//! End-to-end builds against a temporary site root.

use crunch::alias::AliasResolver;
use crunch::config::SiteConfig;
use crunch::imaging::RustBackend;
use crunch::site::Site;
use std::collections::BTreeMap;
use std::fs;
use std::path::{Path, PathBuf};
use std::sync::Arc;
use tempfile::TempDir;
use walkdir::WalkDir;

fn config() -> SiteConfig {
    let mut config = SiteConfig::default();
    config.site.title = "Blog".into();
    config.site.base_url = "https://blog.example/".into();
    config
}

fn write(root: &Path, rel: &str, text: &str) {
    let path = root.join(rel);
    fs::create_dir_all(path.parent().unwrap()).unwrap();
    fs::write(path, text).unwrap();
}

fn post(root: &Path, rel: &str, title: &str, epoch: i64) {
    write(
        root,
        &format!("posts/{rel}"),
        &format!("title: \"{title}\"\ndate: {epoch}\n\nAbout {title}."),
    );
}

fn snapshot(dir: &Path) -> BTreeMap<PathBuf, Vec<u8>> {
    WalkDir::new(dir)
        .into_iter()
        .filter_map(Result::ok)
        .filter(|e| e.file_type().is_file())
        .map(|e| {
            let rel = e.path().strip_prefix(dir).unwrap().to_path_buf();
            (rel, fs::read(e.path()).unwrap())
        })
        .collect()
}

fn occurrences(haystack: &str, needle: &str) -> usize {
    haystack.matches(needle).count()
}

#[test]
fn hello_and_world() {
    let tmp = TempDir::new().unwrap();
    let root = tmp.path();
    let mut config = config();
    config.build.home_count = 5;
    for (i, epoch) in [1_690_000_000, 1_692_000_000, 1_695_000_000, 1_699_000_000]
        .into_iter()
        .enumerate()
    {
        let ts = chrono::DateTime::from_timestamp(epoch, 0).unwrap();
        let rel = format!("{}/older-{i}.md", ts.format("%Y/%m"));
        post(root, &rel, &format!("Older {i}"), epoch);
    }
    post(root, "2023/11/hello.md", "Hello & World", 1_700_000_000);

    let site = Site::new(&config, root, Arc::new(AliasResolver::disabled()));
    let report = site.build_all(&RustBackend::new()).unwrap();
    assert!(report.is_clean());

    let build = root.join("build");
    assert!(build.join("2023/11/hello-and-world.htm").is_file());

    let month = fs::read_to_string(build.join("2023/11/index.htm")).unwrap();
    assert_eq!(occurrences(&month, "href=\"/2023/11/hello-and-world\""), 1);

    let home = fs::read_to_string(build.join("index.htm")).unwrap();
    let hello = home.find("/2023/11/hello-and-world").unwrap();
    for i in 0..4 {
        let older = home.find(&format!("Older {i}")).unwrap();
        assert!(hello < older, "Hello & World must lead the home page");
    }

    let feed = fs::read_to_string(build.join("index.xml")).unwrap();
    assert!(feed.contains("<link>https://blog.example/2023/11/hello-and-world</link>"));
}

#[test]
fn incremental_publish_equals_full_build() {
    let tmp = TempDir::new().unwrap();
    let root = tmp.path();
    let config = config();
    post(root, "2024/01/a.md", "A", 1_704_200_000);
    post(root, "2024/03/b.md", "B", 1_709_300_000);
    post(root, "2023/12/c.md", "C", 1_702_000_000);
    let site = Site::new(&config, root, Arc::new(AliasResolver::disabled()));
    site.build_all(&RustBackend::new()).unwrap();

    // A new post in an existing month with the same timestamp as B.
    post(root, "2024/03/d.md", "D", 1_709_300_000);
    let doc = site
        .store()
        .load_path(&root.join("posts/2024/03/d.md"))
        .unwrap();
    let report = site.publish(&doc);
    assert!(report.is_clean());
    let incremental = snapshot(&root.join("build"));

    site.clean().unwrap();
    site.build_all(&RustBackend::new()).unwrap();
    let full = snapshot(&root.join("build"));

    assert_eq!(incremental.keys().collect::<Vec<_>>(), full.keys().collect::<Vec<_>>());
    for (path, bytes) in &full {
        if path == Path::new("archives.htm") {
            continue;
        }
        assert_eq!(&incremental[path], bytes, "{} differs", path.display());
    }
}

#[test]
fn broken_document_is_isolated() {
    let tmp = TempDir::new().unwrap();
    let root = tmp.path();
    let config = config();
    post(root, "2024/03/one.md", "One", 1_709_300_000);
    post(root, "2024/03/two.md", "Two", 1_709_400_000);
    write(root, "posts/2024/03/broken.md", "title: Broken\n\nno date here");

    let site = Site::new(&config, root, Arc::new(AliasResolver::disabled()));
    let report = site.build_all(&RustBackend::new()).unwrap();

    assert_eq!(report.failures.len(), 1);
    assert!(report.failures[0].path.ends_with("broken.md"));
    assert!(report.write_failures.is_empty());

    let build = root.join("build");
    for rel in ["index.htm", "2024/index.htm", "2024/03/index.htm"] {
        let html = fs::read_to_string(build.join(rel)).unwrap();
        assert!(html.contains("/2024/03/one"), "{rel}");
        assert!(html.contains("/2024/03/two"), "{rel}");
        assert!(!html.contains("Broken"), "{rel}");
    }
    let feed = fs::read_to_string(build.join("index.xml")).unwrap();
    assert_eq!(occurrences(&feed, "<item>"), 2);
}

#[test]
fn stray_files_and_folders_are_ignored() {
    let tmp = TempDir::new().unwrap();
    let root = tmp.path();
    let config = config();
    post(root, "2024/03/real.md", "Real", 1_709_300_000);
    write(root, "posts/2024/03/notes.txt", "title: x\ndate: 1\n\nx");
    write(root, "posts/drafts/03/draft.md", "title: Draft\ndate: 1\n\nx");
    write(root, "posts/2024/3/short.md", "title: Short\ndate: 1\n\nx");

    let site = Site::new(&config, root, Arc::new(AliasResolver::disabled()));
    let report = site.build_all(&RustBackend::new()).unwrap();
    assert!(report.is_clean());

    let home = fs::read_to_string(root.join("build/index.htm")).unwrap();
    assert!(home.contains("Real"));
    assert!(!home.contains("Draft"));
    assert!(!home.contains("Short"));
}

#[test]
fn feed_holds_only_feed_count_posts() {
    let tmp = TempDir::new().unwrap();
    let root = tmp.path();
    let mut config = config();
    config.build.home_count = 3;
    config.build.feed_count = 2;
    post(root, "2024/03/first.md", "First", 1_709_300_000);
    post(root, "2024/03/second.md", "Second", 1_709_400_000);
    post(root, "2024/03/third.md", "Third", 1_709_500_000);

    let site = Site::new(&config, root, Arc::new(AliasResolver::disabled()));
    assert!(site.build_all(&RustBackend::new()).unwrap().is_clean());

    let home = fs::read_to_string(root.join("build/index.htm")).unwrap();
    for title in ["First", "Second", "Third"] {
        assert!(home.contains(title), "{title}");
    }
    let feed = fs::read_to_string(root.join("build/index.xml")).unwrap();
    assert_eq!(occurrences(&feed, "<item>"), 2);
    assert!(feed.contains("/2024/03/third"));
    assert!(feed.contains("/2024/03/second"));
    assert!(!feed.contains("/2024/03/first"));
}

#[test]
fn older_post_leaves_home_and_feed_untouched() {
    let tmp = TempDir::new().unwrap();
    let root = tmp.path();
    let mut config = config();
    config.build.home_count = 3;
    config.build.feed_count = 2;
    post(root, "2024/03/first.md", "First", 1_709_300_000);
    post(root, "2024/03/second.md", "Second", 1_709_400_000);
    post(root, "2024/03/third.md", "Third", 1_709_500_000);
    let site = Site::new(&config, root, Arc::new(AliasResolver::disabled()));
    site.build_all(&RustBackend::new()).unwrap();
    let home = fs::read(root.join("build/index.htm")).unwrap();
    let feed = fs::read(root.join("build/index.xml")).unwrap();

    post(root, "2023/06/ancient.md", "Ancient", 1_686_000_000);
    let doc = site
        .store()
        .load_path(&root.join("posts/2023/06/ancient.md"))
        .unwrap();
    assert!(site.publish(&doc).is_clean());

    assert_eq!(fs::read(root.join("build/index.htm")).unwrap(), home);
    assert_eq!(fs::read(root.join("build/index.xml")).unwrap(), feed);
    assert!(root.join("build/2023/06/ancient.htm").is_file());
    let month = fs::read_to_string(root.join("build/2023/06/index.htm")).unwrap();
    assert!(month.contains("/2023/06/ancient"));
}

#[test]
fn post_from_outside_the_store_is_stored_then_published() {
    let tmp = TempDir::new().unwrap();
    let root = tmp.path();
    let config = config();
    post(root, "2024/03/a.md", "A", 1_709_300_000);
    let site = Site::new(&config, root, Arc::new(AliasResolver::disabled()));
    site.build_all(&RustBackend::new()).unwrap();

    write(root, "drafts/late.md", "title: Late Entry\ndate: 1709400000\n\nWritten elsewhere.");
    let published = site.publish_file(&root.join("drafts/late.md")).unwrap();
    assert!(published.report.is_clean());
    assert_eq!(published.path, root.join("posts/2024/03/late-entry.md"));
    let incremental = snapshot(&root.join("build"));

    // A full build over the same store agrees with the incremental one.
    site.clean().unwrap();
    site.build_all(&RustBackend::new()).unwrap();
    let full = snapshot(&root.join("build"));
    for rel in ["index.htm", "index.xml", "2024/index.htm", "2024/03/index.htm"] {
        let path = PathBuf::from(rel);
        assert_eq!(incremental[&path], full[&path], "{rel}");
        let html = String::from_utf8(full[&path].clone()).unwrap();
        assert!(html.contains("/2024/03/late-entry"), "{rel}");
    }
}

[THE TASK]: Return, word for word, the lines of the data above from the line with "fn write(root: &Path, rel: &str, text: &str)" through the line with "WalkDir::new(dir)", inclusive.

[YOUR RESPONSE]:
fn write(root: &Path, rel: &str, text: &str) {
    let path = root.join(rel);
    fs::create_dir_all(path.parent().unwrap()).unwrap();
    fs::write(path, text).unwrap();
}

fn post(root: &Path, rel: &str, title: &str, epoch: i64) {
    write(
        root,
        &format!("posts/{rel}"),
        &format!("title: \"{title}\"\ndate: {epoch}\n\nAbout {title}."),
    );
}

fn snapshot(dir: &Path) -> BTreeMap<PathBuf, Vec<u8>> {
    WalkDir::new(dir)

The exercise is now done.